All lines from the one with "self.delimiter = delimiter;" through the final line below are to be reproduced exactly; omit the others.

Saved entries

□ □ □ □ □

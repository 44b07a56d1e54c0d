//! Per-run conversion settings.

use chrono::{Datelike, Local, NaiveDateTime};

use crate::ir::{DATE_FORMAT, TIMESTAMP_FORMAT};

/// Width written on every image record unless overridden.
pub const DEFAULT_IMAGE_WIDTH: u32 = 2704;

/// Height written on every image record unless overridden.
pub const DEFAULT_IMAGE_HEIGHT: u32 = 1524;

/// Everything a conversion needs besides the source table.
///
/// Passed explicitly into the pipeline; no stage keeps settings of its own.
#[derive(Clone, Debug)]
pub struct ConvertOptions {
    /// Image width in pixels, identical for every image record.
    pub image_width: u32,
    /// Image height in pixels, identical for every image record.
    pub image_height: u32,
    /// Field delimiter of the source file.
    pub delimiter: u8,
    /// The one timestamp stamped into every dated field of the document.
    pub generated_at: NaiveDateTime,
}

impl Default for ConvertOptions {
    fn default() -> Self {
        Self {
            image_width: DEFAULT_IMAGE_WIDTH,
            image_height: DEFAULT_IMAGE_HEIGHT,
            delimiter: b',',
            generated_at: Local::now().naive_local(),
        }
    }
}

impl ConvertOptions {
    pub fn with_image_size(mut self, width: u32, height: u32) -> Self {
        self.image_width = width;
        self.image_height = height;
        self
    }

    pub fn with_delimiter(mut self, delimiter: u8) -> Self {
        self.delimiter = delimiter;
        self
    }

    /// Pins the run timestamp, making the whole document reproducible.
    pub fn with_generated_at(mut self, generated_at: NaiveDateTime) -> Self {
        self.generated_at = generated_at;
        self
    }

    pub(crate) fn timestamp(&self) -> String {
        self.generated_at.format(TIMESTAMP_FORMAT).to_string()
    }

    pub(crate) fn date(&self) -> String {
        self.generated_at.format(DATE_FORMAT).to_string()
    }

    pub(crate) fn year(&self) -> i32 {
        self.generated_at.year()
    }
}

□ □ □ □ □

RESULT FOR THIS TASK —
        self.delimiter = delimiter;
        self
    }

    /// Pins the run timestamp, making the whole document reproducible.
    pub fn with_generated_at(mut self, generated_at: NaiveDateTime) -> Self {
        self.generated_at = generated_at;
        self
    }

    pub(crate) fn timestamp(&self) -> String {
        self.generated_at.format(TIMESTAMP_FORMAT).to_string()
    }

    pub(crate) fn date(&self) -> String {
        self.generated_at.format(DATE_FORMAT).to_string()
    }

    pub(crate) fn year(&self) -> i32 {
        self.generated_at.year()
    }
}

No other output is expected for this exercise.